毎週末に多いときは900人ほどが来店し、ゴールデンウイークには約2000人が訪れた。県外から来る人も多い。酒蔵の経営者や技術者らが自社の蔵や酒を語るセミナーも不定期で開催している。運営会社の坂野雅社長は「飲食店という存在にとどまらず、日本一の酒どころの歴史や文化を発信する拠点にしたい。『日本酒っておもしろい』というきっかけづくりになれたら」と語る。

灘五郷すべての蔵の酒を置くのは、場所を提供した剣菱酒造の白樫政孝社長のアイデアでもあった。「大手メーカーを中心に灘五郷の技術力は本当に高い。建物の活用策を考えたとき資料館などをつくるより、酒を飲み比べ、その技術力の高さを体感できたらおもしろいと思った」

灘五郷でもう一つ飲み比べを楽しめるのが、統一ブランド商品「灘の生一本」だ。兵庫県産米のみを使った純米酒で、灘酒研究会の酒質審査委員会が味や香りの表現を審査したうえで統一ラベルで販売する。2011年から発売を始め、22年は8社が9月6日に一斉に発売する。

灘の生一本は酒の特徴を消費者に正しく、わかりやすく伝えることを通じて、灘五郷の酒をアピールする目的で始まった。ラベルに書かれた表現をもとに商品を選び、飲んで酒の特徴を実感してもらおうという取り組みだ。

灘の生一本を発売する各蔵は風味の特徴を酒質審査委員会に提出。22年は18人の審査員が味や香りを審査し、提出された酒質表現が実際に認められるか評価した。委員長を務める「浜福鶴」杜氏(とうじ)の松村英樹氏は「酒質の表現が妥当かどうかは審査員が厳しくチェックする」と話す。

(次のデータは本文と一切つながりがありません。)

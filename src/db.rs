//! Metadata store connection.
//!
//! Connections, table configurations and run history live in a SeaORM
//! database (Postgres in production, SQLite in tests). This module opens it,
//! brings its schema up to date and answers `/healthz`.

use migration::{Migrator, MigratorTrait};
use sea_orm::{ConnectOptions, ConnectionTrait, Database, DatabaseConnection, DbErr, Statement};
use std::time::Duration;
use tokio::time::sleep;

use crate::config::AppConfig;

const CONNECT_ATTEMPTS: u32 = 5;
const FIRST_RETRY_DELAY: Duration = Duration::from_millis(100);

#[derive(Debug, thiserror::Error)]
pub enum MetadataStoreError {
    #[error("metadata database URL is empty")]
    MissingUrl,
    #[error("metadata database unreachable after {attempts} attempts: {source}")]
    Unreachable { attempts: u32, source: DbErr },
    #[error("applying metadata migrations failed: {0}")]
    Migration(DbErr),
}

/// Open the metadata pool, retrying with doubling delays.
///
/// ```no_run
/// use pds_sync::{config::AppConfig, db};
///
/// #[tokio::main]
/// async fn main() -> anyhow::Result<()> {
///     let store = db::connect(&AppConfig::default()).await?;
///     db::migrate(&store).await?;
///     Ok(())
/// }
/// ```
pub async fn connect(cfg: &AppConfig) -> Result<DatabaseConnection, MetadataStoreError> {
    if cfg.database_url.trim().is_empty() {
        return Err(MetadataStoreError::MissingUrl);
    }

    let mut options = ConnectOptions::new(&cfg.database_url);
    options
        .max_connections(cfg.db_max_connections)
        .acquire_timeout(Duration::from_millis(cfg.db_acquire_timeout_ms))
        .idle_timeout(Duration::from_secs(600))
        .sqlx_logging(true)
        .sqlx_logging_level(log::LevelFilter::Debug);

    let mut delay = FIRST_RETRY_DELAY;
    let mut attempt = 1;
    loop {
        match Database::connect(options.clone()).await {
            Ok(conn) => {
                tracing::info!(attempt, backend = ?conn.get_database_backend(), "Metadata store connected");
                return Ok(conn);
            }
            Err(source) if attempt == CONNECT_ATTEMPTS => {
                tracing::error!(attempts = attempt, error = %source, "Metadata store unreachable");
                return Err(MetadataStoreError::Unreachable {
                    attempts: attempt,
                    source,
                });
            }
            Err(err) => {
                tracing::warn!(attempt, error = %err, retry_in = ?delay, "Metadata store connect failed");
                sleep(delay).await;
                delay *= 2;
                attempt += 1;
            }
        }
    }
}

/// Apply every pending migration.
pub async fn migrate(db: &DatabaseConnection) -> Result<(), MetadataStoreError> {
    Migrator::up(db, None)
        .await
        .map_err(MetadataStoreError::Migration)?;
    tracing::info!("Metadata migrations applied");
    Ok(())
}

/// Run `SELECT 1` against the store.
pub async fn ping(db: &DatabaseConnection) -> Result<(), DbErr> {
    db.query_one(Statement::from_string(
        db.get_database_backend(),
        "SELECT 1".to_string(),
    ))
    .await?;
    Ok(())
}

灘酒研究会は1917年(大正6年)に灘五郷の技術者らがつくった歴史ある組織で、コメを含めて日本酒製造の技術向上に取り組んできた。他県での酒造りの経験もある松村氏は「灘五郷は技術交流が非常に活発で驚いた」と話す。各蔵は長い年月、切磋琢磨(せっさたくま)してきた高い技術力を武器に、多様な日本酒を生み出している。